- [What you have to do]:
Pick every line from the data below that contains the string "impl" and copy it.

- [Material shown]:
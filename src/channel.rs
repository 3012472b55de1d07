//! Channel-based event receiving.
//!
//! These functions register a handler that forwards captured events into a
//! channel, so events can be consumed on any thread instead of inside a
//! callback on the capture thread. The handler is removed when the returned
//! [`ChannelHandle`] is stopped or dropped.
//!
//! # Example (Sync)
//!
//! ```no_run
//! use keyhook::channel::listen_channel;
//! use std::time::Duration;
//!
//! # fn demo(keyboard: &keyhook::Keyboard) -> keyhook::Result<()> {
//! let (handle, rx) = listen_channel(keyboard, 100)?;
//!
//! while let Ok(event) = rx.recv_timeout(Duration::from_secs(10)) {
//!     println!("{event:?}");
//! }
//!
//! handle.stop()?;
//! # Ok(())
//! # }
//! ```
//!
//! # Example (Async with Tokio)
//!
//! ```ignore
//! use keyhook::channel::listen_async_channel;
//!
//! async fn run(keyboard: &keyhook::Keyboard) {
//!     let (_handle, mut rx) = listen_async_channel(keyboard, 100).unwrap();
//!     while let Some(event) = rx.recv().await {
//!         println!("{event:?}");
//!     }
//! }
//! ```

use crate::Keyboard;
use crate::error::Result;
use crate::event::Event;
use crate::hook::{Dispatcher, EventHandler, GrabHandler, HandlerId, Observer, Propagation};
use std::sync::mpsc::{self, Receiver, Sender, SyncSender};
use std::sync::{Arc, Weak};

/// Registration of a channel-feeding handler.
///
/// The handler is unregistered when the handle is dropped.
pub struct ChannelHandle {
    dispatcher: Weak<Dispatcher>,
    id: Option<HandlerId>,
}

impl ChannelHandle {
    fn new(keyboard: &Keyboard, id: HandlerId) -> Self {
        Self {
            dispatcher: Arc::downgrade(keyboard.dispatcher()),
            id: Some(id),
        }
    }

    /// The registered handler.
    pub fn id(&self) -> Option<HandlerId> {
        self.id
    }

    /// Stop forwarding events.
    pub fn stop(mut self) -> Result<()> {
        self.stop_inner()
    }

    /// Check if events are still being forwarded.
    pub fn is_active(&self) -> bool {
        self.id.is_some() && self.dispatcher.strong_count() > 0
    }

    fn stop_inner(&mut self) -> Result<()> {
        let Some(id) = self.id.take() else {
            return Ok(());
        };
        match self.dispatcher.upgrade() {
            Some(dispatcher) => dispatcher.remove_handler(id),
            // Keyboard already gone, and its handlers with it.
            None => Ok(()),
        }
    }
}

impl Drop for ChannelHandle {
    fn drop(&mut self) {
        let _ = self.stop_inner();
    }
}

/// Handler that sends events to a bounded sync channel.
struct ChannelHandler {
    sender: SyncSender<Event>,
}

impl EventHandler for ChannelHandler {
    fn handle_event(&self, event: &Event) {
        // Never block the capture thread: a full channel drops the event.
        let _ = self.sender.try_send(event.clone());
    }
}

/// Handler that sends events to an unbounded sync channel.
struct UnboundedChannelHandler {
    sender: Sender<Event>,
}

impl EventHandler for UnboundedChannelHandler {
    fn handle_event(&self, event: &Event) {
        let _ = self.sender.send(event.clone());
    }
}

/// Forward events to a bounded channel.
///
/// Events arriving while `capacity` events are waiting are dropped.
pub fn listen_channel(
    keyboard: &Keyboard,
    capacity: usize,
) -> Result<(ChannelHandle, Receiver<Event>)> {
    let (sender, receiver) = mpsc::sync_channel(capacity);
    let id = keyboard.register(Arc::new(Observer(ChannelHandler { sender })))?;
    Ok((ChannelHandle::new(keyboard, id), receiver))
}

/// Forward events to an unbounded channel.
///
/// No event is dropped; a slow consumer makes the queue grow.
pub fn listen_unbounded_channel(keyboard: &Keyboard) -> Result<(ChannelHandle, Receiver<Event>)> {
    let (sender, receiver) = mpsc::channel();
    let id = keyboard.register(Arc::new(Observer(UnboundedChannelHandler { sender })))?;
    Ok((ChannelHandle::new(keyboard, id), receiver))
}

/// Handler for grab mode with a filter function and channel.
struct GrabChannelHandler<F>
where
    F: Fn(&Event) -> bool + Send + Sync,
{
    sender: SyncSender<Event>,
    filter: F,
}

impl<F> GrabHandler for GrabChannelHandler<F>
where
    F: Fn(&Event) -> bool + Send + Sync,
{
    fn handle_event(&self, event: &Event) -> Propagation {
        // Send event to channel regardless of filter result
        let _ = self.sender.try_send(event.clone());
        Propagation::from(!(self.filter)(event))
    }
}

/// Forward events to a bounded channel, suppressing those `filter` rejects.
///
/// `filter` runs synchronously on the capture thread and returns `true` to
/// let the event through. Every event is sent to the channel, suppressed or
/// not.
///
/// ```no_run
/// use keyhook::channel::grab_channel;
///
/// # fn demo(keyboard: &keyhook::Keyboard) -> keyhook::Result<()> {
/// // Block F1, pass everything else through.
/// let (_handle, rx) = grab_channel(keyboard, 100, |event| !event.matches("f1"))?;
/// for event in rx.iter() {
///     println!("{event:?}");
/// }
/// # Ok(())
/// # }
/// ```
pub fn grab_channel<F>(
    keyboard: &Keyboard,
    capacity: usize,
    filter: F,
) -> Result<(ChannelHandle, Receiver<Event>)>
where
    F: Fn(&Event) -> bool + Send + Sync + 'static,
{
    let (sender, receiver) = mpsc::sync_channel(capacity);
    let id = keyboard.register(Arc::new(GrabChannelHandler { sender, filter }))?;
    Ok((ChannelHandle::new(keyboard, id), receiver))
}

#[cfg(feature = "tokio")]
pub use tokio_channel::*;

#[cfg(feature = "tokio")]
mod tokio_channel {
    use super::*;
    use tokio::sync::mpsc as tokio_mpsc;

    /// Handler that sends events to a tokio async channel.
    struct TokioChannelHandler {
        sender: tokio_mpsc::Sender<Event>,
    }

    impl EventHandler for TokioChannelHandler {
        fn handle_event(&self, event: &Event) {
            let _ = self.sender.try_send(event.clone());
        }
    }

    /// Forward events to a bounded tokio channel.
    pub fn listen_async_channel(
        keyboard: &Keyboard,
        capacity: usize,
    ) -> Result<(ChannelHandle, tokio_mpsc::Receiver<Event>)> {
        let (sender, receiver) = tokio_mpsc::channel(capacity);
        let id = keyboard.register(Arc::new(Observer(TokioChannelHandler { sender })))?;
        Ok((ChannelHandle::new(keyboard, id), receiver))
    }

    /// Handler for grab mode with tokio channel.
    struct TokioGrabChannelHandler<F>
    where
        F: Fn(&Event) -> bool + Send + Sync,
    {
        sender: tokio_mpsc::Sender<Event>,
        filter: F,
    }

    impl<F> GrabHandler for TokioGrabChannelHandler<F>
    where
        F: Fn(&Event) -> bool + Send + Sync,
    {
        fn handle_event(&self, event: &Event) -> Propagation {
            let _ = self.sender.try_send(event.clone());
            Propagation::from(!(self.filter)(event))
        }
    }

    /// Forward events to a tokio channel, suppressing those `filter` rejects.
    pub fn grab_async_channel<F>(
        keyboard: &Keyboard,
        capacity: usize,
        filter: F,
    ) -> Result<(ChannelHandle, tokio_mpsc::Receiver<Event>)>
    where
        F: Fn(&Event) -> bool + Send + Sync + 'static,
    {
        let (sender, receiver) = tokio_mpsc::channel(capacity);
        let id = keyboard.register(Arc::new(TokioGrabChannelHandler { sender, filter }))?;
        Ok((ChannelHandle::new(keyboard, id), receiver))
    }

    #[cfg(test)]
    mod tests {
        use super::*;
        use crate::Config;
        use crate::event::Direction;
        use crate::testing::{FakeBackend, key};

        #[tokio::test]
        async fn test_async_channel_receives_events() {
            let keyboard = Keyboard::new(Arc::new(FakeBackend::new()), Config::default()).unwrap();
            let (_handle, mut rx) = listen_async_channel(&keyboard, 8).unwrap();

            keyboard.dispatch(&key(Direction::Down, "a"));
            let event = rx.recv().await.unwrap();
            assert!(event.matches("a"));
        }
    }
}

- [Written answer]:
impl ChannelHandle {
impl Drop for ChannelHandle {
impl EventHandler for ChannelHandler {
impl EventHandler for UnboundedChannelHandler {
impl<F> GrabHandler for GrabChannelHandler<F>
    impl EventHandler for TokioChannelHandler {
    impl<F> GrabHandler for TokioGrabChannelHandler<F>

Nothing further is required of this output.